_WHAT IS EXPECTED_
Retype the records below so that each one matches exactly.

[Excerpts from a dataset]
>>>
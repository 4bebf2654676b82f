// [[AXON]]/apps/kernel-server/src/protocol/mod.rs
// Purpose: Wire protocol. Request/response/notification frames in the JSON-RPC 2.0 shape.
// Architecture: Protocol Layer
// Dependencies: Serde, thiserror

pub mod binary;
pub mod methods;

use serde::{Deserialize, Serialize};
use thiserror::Error;

use crate::error::rpc_code;

#[derive(Error, Debug)]
pub enum ProtocolError {
    #[error("malformed frame: {0}")]
    Malformed(String),
    #[error("bad magic: expected 0x4D435057, got {0:#x}")]
    BadMagic(u32),
    #[error("unsupported protocol version {0}")]
    BadVersion(u8),
    #[error("unknown frame type {0}")]
    UnknownFrameType(u8),
    #[error("unknown method id {0}")]
    UnknownMethodId(u16),
    #[error("payload of {got} bytes exceeds limit of {limit}")]
    PayloadTooLarge { got: usize, limit: usize },
    #[error("truncated header: {0} bytes")]
    Truncated(usize),
    #[error("compressed payloads are not supported")]
    CompressionUnsupported,
}

#[derive(Debug, Clone, Copy, Serialize, Deserialize, PartialEq, Eq)]
#[serde(rename_all = "lowercase")]
pub enum FrameKind {
    Request,
    Response,
    Notification,
    Error,
    Ping,
    Pong,
}

impl FrameKind {
    pub fn wire_byte(self) -> u8 {
        match self {
            FrameKind::Request => 0,
            FrameKind::Response => 1,
            FrameKind::Notification => 2,
            FrameKind::Error => 3,
            FrameKind::Ping => 4,
            FrameKind::Pong => 5,
        }
    }

    pub fn from_wire_byte(b: u8) -> Result<Self, ProtocolError> {
        Ok(match b {
            0 => FrameKind::Request,
            1 => FrameKind::Response,
            2 => FrameKind::Notification,
            3 => FrameKind::Error,
            4 => FrameKind::Ping,
            5 => FrameKind::Pong,
            other => return Err(ProtocolError::UnknownFrameType(other)),
        })
    }
}

#[derive(Debug, Clone, Serialize, Deserialize, PartialEq)]
pub struct FrameError {
    pub code: i32,
    pub message: String,
    #[serde(skip_serializing_if = "Option::is_none")]
    pub data: Option<serde_json::Value>,
}

/// One protocol frame. Requests and responses carry an id; notifications,
/// pings and pongs do not.
#[derive(Debug, Clone, Serialize, Deserialize, PartialEq)]
pub struct Frame {
    #[serde(skip_serializing_if = "Option::is_none")]
    pub id: Option<u64>,
    #[serde(rename = "type")]
    pub kind: FrameKind,
    #[serde(skip_serializing_if = "Option::is_none")]
    pub method: Option<String>,
    #[serde(skip_serializing_if = "Option::is_none")]
    pub params: Option<serde_json::Value>,
    #[serde(skip_serializing_if = "Option::is_none")]
    pub result: Option<serde_json::Value>,
    #[serde(skip_serializing_if = "Option::is_none")]
    pub error: Option<FrameError>,
}

impl Frame {
    pub fn request(id: u64, method: &str, params: serde_json::Value) -> Self {
        Frame {
            id: Some(id),
            kind: FrameKind::Request,
            method: Some(method.to_string()),
            params: Some(params),
            result: None,
            error: None,
        }
    }

    pub fn response(id: u64, result: serde_json::Value) -> Self {
        Frame {
            id: Some(id),
            kind: FrameKind::Response,
            method: None,
            params: None,
            result: Some(result),
            error: None,
        }
    }

    pub fn notification(method: &str, params: serde_json::Value) -> Self {
        Frame {
            id: None,
            kind: FrameKind::Notification,
            method: Some(method.to_string()),
            params: Some(params),
            result: None,
            error: None,
        }
    }

    pub fn error(id: Option<u64>, code: i32, message: &str, data: Option<serde_json::Value>) -> Self {
        Frame {
            id,
            kind: FrameKind::Error,
            method: None,
            params: None,
            result: None,
            error: Some(FrameError {
                code,
                message: message.to_string(),
                data,
            }),
        }
    }

    pub fn ping() -> Self {
        Frame {
            id: None,
            kind: FrameKind::Ping,
            method: None,
            params: None,
            result: None,
            error: None,
        }
    }

    pub fn pong() -> Self {
        Frame {
            id: None,
            kind: FrameKind::Pong,
            method: None,
            params: None,
            result: None,
            error: None,
        }
    }

    /// Structural validation beyond what serde enforces.
    pub fn validate(&self) -> Result<(), ProtocolError> {
        match self.kind {
            FrameKind::Request => {
                if self.id.is_none() || self.method.is_none() {
                    return Err(ProtocolError::Malformed(
                        "request requires id and method".to_string(),
                    ));
                }
            }
            FrameKind::Response => {
                if self.id.is_none() || self.result.is_none() {
                    return Err(ProtocolError::Malformed(
                        "response requires id and result".to_string(),
                    ));
                }
            }
            FrameKind::Notification => {
                if self.method.is_none() {
                    return Err(ProtocolError::Malformed(
                        "notification requires method".to_string(),
                    ));
                }
                if self.id.is_some() {
                    return Err(ProtocolError::Malformed(
                        "notification must not carry an id".to_string(),
                    ));
                }
            }
            FrameKind::Error => {
                if self.error.is_none() {
                    return Err(ProtocolError::Malformed(
                        "error frame requires error body".to_string(),
                    ));
                }
            }
            FrameKind::Ping | FrameKind::Pong => {}
        }
        Ok(())
    }

    pub fn encode_json(&self) -> String {
        // Frames are plain data; serialization cannot fail.
        serde_json::to_string(self).unwrap_or_else(|_| {
            format!(
                "{{\"type\":\"error\",\"error\":{{\"code\":{},\"message\":\"encode failure\"}}}}",
                rpc_code::INTERNAL
            )
        })
    }

    pub fn decode_json(raw: &str) -> Result<Self, ProtocolError> {
        let frame: Frame =
            serde_json::from_str(raw).map_err(|e| ProtocolError::Malformed(e.to_string()))?;
        frame.validate()?;
        Ok(frame)
    }
}

/// Negotiated wire encoding, chosen by WebSocket subprotocol.
#[derive(Debug, Clone, Copy, PartialEq, Eq)]
pub enum WireFormat {
    Json,
    Binary,
}

pub const SUBPROTOCOL_JSON: &str = "mcp.v1";
pub const SUBPROTOCOL_BINARY: &str = "mcp.v1.binary";

impl WireFormat {
    pub fn from_subprotocol(proto: Option<&str>) -> Self {
        match proto {
            Some(SUBPROTOCOL_BINARY) => WireFormat::Binary,
            _ => WireFormat::Json,
        }
    }
}

#[cfg(test)]
mod tests {
    use super::*;
    use serde_json::json;

    #[test]
    fn json_round_trip_request() {
        let frame = Frame::request(7, "task.create", json!({"title": "build it"}));
        let decoded = Frame::decode_json(&frame.encode_json()).unwrap();
        assert_eq!(decoded, frame);
    }

    #[test]
    fn json_round_trip_error() {
        let frame = Frame::error(Some(3), rpc_code::INVALID_PARAMS, "bad params", None);
        let decoded = Frame::decode_json(&frame.encode_json()).unwrap();
        assert_eq!(decoded, frame);
    }

    #[test]
    fn json_round_trip_notification() {
        let frame = Frame::notification("task.status", json!({"status": "running"}));
        let decoded = Frame::decode_json(&frame.encode_json()).unwrap();
        assert_eq!(decoded, frame);
        assert!(decoded.id.is_none());
    }

    #[test]
    fn request_without_id_is_rejected() {
        let raw = json!({"type": "request", "method": "ping"}).to_string();
        assert!(Frame::decode_json(&raw).is_err());
    }

    #[test]
    fn notification_with_id_is_rejected() {
        let raw = json!({"type": "notification", "method": "x", "id": 4}).to_string();
        assert!(Frame::decode_json(&raw).is_err());
    }

    #[test]
    fn subprotocol_negotiation() {
        assert_eq!(
            WireFormat::from_subprotocol(Some("mcp.v1.binary")),
            WireFormat::Binary
        );
        assert_eq!(WireFormat::from_subprotocol(Some("mcp.v1")), WireFormat::Json);
        assert_eq!(WireFormat::from_subprotocol(None), WireFormat::Json);
    }
}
<<<
_WRITTEN SOLUTION_
repository 4bebf2654676b82f
// [[AXON]]/apps/kernel-server/src/protocol/mod.rs
// Purpose: Wire protocol. Request/response/notification frames in the JSON-RPC 2.0 shape.
// Architecture: Protocol Layer
// Dependencies: Serde, thiserror

pub mod binary;
pub mod methods;

use serde::{Deserialize, Serialize};
use thiserror::Error;

use crate::error::rpc_code;

#[derive(Error, Debug)]
pub enum ProtocolError {
    #[error("malformed frame: {0}")]
    Malformed(String),
    #[error("bad magic: expected 0x4D435057, got {0:#x}")]
    BadMagic(u32),
    #[error("unsupported protocol version {0}")]
    BadVersion(u8),
    #[error("unknown frame type {0}")]
    UnknownFrameType(u8),
    #[error("unknown method id {0}")]
    UnknownMethodId(u16),
    #[error("payload of {got} bytes exceeds limit of {limit}")]
    PayloadTooLarge { got: usize, limit: usize },
    #[error("truncated header: {0} bytes")]
    Truncated(usize),
    #[error("compressed payloads are not supported")]
    CompressionUnsupported,
}

#[derive(Debug, Clone, Copy, Serialize, Deserialize, PartialEq, Eq)]
#[serde(rename_all = "lowercase")]
pub enum FrameKind {
    Request,
    Response,
    Notification,
    Error,
    Ping,
    Pong,
}

impl FrameKind {
    pub fn wire_byte(self) -> u8 {
        match self {
            FrameKind::Request => 0,
            FrameKind::Response => 1,
            FrameKind::Notification => 2,
            FrameKind::Error => 3,
            FrameKind::Ping => 4,
            FrameKind::Pong => 5,
        }
    }

    pub fn from_wire_byte(b: u8) -> Result<Self, ProtocolError> {
        Ok(match b {
            0 => FrameKind::Request,
            1 => FrameKind::Response,
            2 => FrameKind::Notification,
            3 => FrameKind::Error,
            4 => FrameKind::Ping,
            5 => FrameKind::Pong,
            other => return Err(ProtocolError::UnknownFrameType(other)),
        })
    }
}

#[derive(Debug, Clone, Serialize, Deserialize, PartialEq)]
pub struct FrameError {
    pub code: i32,
    pub message: String,
    #[serde(skip_serializing_if = "Option::is_none")]
    pub data: Option<serde_json::Value>,
}

/// One protocol frame. Requests and responses carry an id; notifications,
/// pings and pongs do not.
#[derive(Debug, Clone, Serialize, Deserialize, PartialEq)]
pub struct Frame {
    #[serde(skip_serializing_if = "Option::is_none")]
    pub id: Option<u64>,
    #[serde(rename = "type")]
    pub kind: FrameKind,
    #[serde(skip_serializing_if = "Option::is_none")]
    pub method: Option<String>,
    #[serde(skip_serializing_if = "Option::is_none")]
    pub params: Option<serde_json::Value>,
    #[serde(skip_serializing_if = "Option::is_none")]
    pub result: Option<serde_json::Value>,
    #[serde(skip_serializing_if = "Option::is_none")]
    pub error: Option<FrameError>,
}

impl Frame {
    pub fn request(id: u64, method: &str, params: serde_json::Value) -> Self {
        Frame {
            id: Some(id),
            kind: FrameKind::Request,
            method: Some(method.to_string()),
            params: Some(params),
            result: None,
            error: None,
        }
    }

    pub fn response(id: u64, result: serde_json::Value) -> Self {
        Frame {
            id: Some(id),
            kind: FrameKind::Response,
            method: None,
            params: None,
            result: Some(result),
            error: None,
        }
    }

    pub fn notification(method: &str, params: serde_json::Value) -> Self {
        Frame {
            id: None,
            kind: FrameKind::Notification,
            method: Some(method.to_string()),
            params: Some(params),
            result: None,
            error: None,
        }
    }

    pub fn error(id: Option<u64>, code: i32, message: &str, data: Option<serde_json::Value>) -> Self {
        Frame {
            id,
            kind: FrameKind::Error,
            method: None,
            params: None,
            result: None,
            error: Some(FrameError {
                code,
                message: message.to_string(),
                data,
            }),
        }
    }

    pub fn ping() -> Self {
        Frame {
            id: None,
            kind: FrameKind::Ping,
            method: None,
            params: None,
            result: None,
            error: None,
        }
    }

    pub fn pong() -> Self {
        Frame {
            id: None,
            kind: FrameKind::Pong,
            method: None,
            params: None,
            result: None,
            error: None,
        }
    }

    /// Structural validation beyond what serde enforces.
    pub fn validate(&self) -> Result<(), ProtocolError> {
        match self.kind {
            FrameKind::Request => {
                if self.id.is_none() || self.method.is_none() {
                    return Err(ProtocolError::Malformed(
                        "request requires id and method".to_string(),
                    ));
                }
            }
            FrameKind::Response => {
                if self.id.is_none() || self.result.is_none() {
                    return Err(ProtocolError::Malformed(
                        "response requires id and result".to_string(),
                    ));
                }
            }
            FrameKind::Notification => {
                if self.method.is_none() {
                    return Err(ProtocolError::Malformed(
                        "notification requires method".to_string(),
                    ));
                }
                if self.id.is_some() {
                    return Err(ProtocolError::Malformed(
                        "notification must not carry an id".to_string(),
                    ));
                }
            }
            FrameKind::Error => {
                if self.error.is_none() {
                    return Err(ProtocolError::Malformed(
                        "error frame requires error body".to_string(),
                    ));
                }
            }
            FrameKind::Ping | FrameKind::Pong => {}
        }
        Ok(())
    }

    pub fn encode_json(&self) -> String {
        // Frames are plain data; serialization cannot fail.
        serde_json::to_string(self).unwrap_or_else(|_| {
            format!(
                "{{\"type\":\"error\",\"error\":{{\"code\":{},\"message\":\"encode failure\"}}}}",
                rpc_code::INTERNAL
            )
        })
    }

    pub fn decode_json(raw: &str) -> Result<Self, ProtocolError> {
        let frame: Frame =
            serde_json::from_str(raw).map_err(|e| ProtocolError::Malformed(e.to_string()))?;
        frame.validate()?;
        Ok(frame)
    }
}

/// Negotiated wire encoding, chosen by WebSocket subprotocol.
#[derive(Debug, Clone, Copy, PartialEq, Eq)]
pub enum WireFormat {
    Json,
    Binary,
}

pub const SUBPROTOCOL_JSON: &str = "mcp.v1";
pub const SUBPROTOCOL_BINARY: &str = "mcp.v1.binary";

impl WireFormat {
    pub fn from_subprotocol(proto: Option<&str>) -> Self {
        match proto {
            Some(SUBPROTOCOL_BINARY) => WireFormat::Binary,
            _ => WireFormat::Json,
        }
    }
}

#[cfg(test)]
mod tests {
    use super::*;
    use serde_json::json;

    #[test]
    fn json_round_trip_request() {
        let frame = Frame::request(7, "task.create", json!({"title": "build it"}));
        let decoded = Frame::decode_json(&frame.encode_json()).unwrap();
        assert_eq!(decoded, frame);
    }

    #[test]
    fn json_round_trip_error() {
        let frame = Frame::error(Some(3), rpc_code::INVALID_PARAMS, "bad params", None);
        let decoded = Frame::decode_json(&frame.encode_json()).unwrap();
        assert_eq!(decoded, frame);
    }

    #[test]
    fn json_round_trip_notification() {
        let frame = Frame::notification("task.status", json!({"status": "running"}));
        let decoded = Frame::decode_json(&frame.encode_json()).unwrap();
        assert_eq!(decoded, frame);
        assert!(decoded.id.is_none());
    }

    #[test]
    fn request_without_id_is_rejected() {
        let raw = json!({"type": "request", "method": "ping"}).to_string();
        assert!(Frame::decode_json(&raw).is_err());
    }

    #[test]
    fn notification_with_id_is_rejected() {
        let raw = json!({"type": "notification", "method": "x", "id": 4}).to_string();
        assert!(Frame::decode_json(&raw).is_err());
    }

    #[test]
    fn subprotocol_negotiation() {
        assert_eq!(
            WireFormat::from_subprotocol(Some("mcp.v1.binary")),
            WireFormat::Binary
        );
        assert_eq!(WireFormat::from_subprotocol(Some("mcp.v1")), WireFormat::Json);
        assert_eq!(WireFormat::from_subprotocol(None), WireFormat::Json);
    }
}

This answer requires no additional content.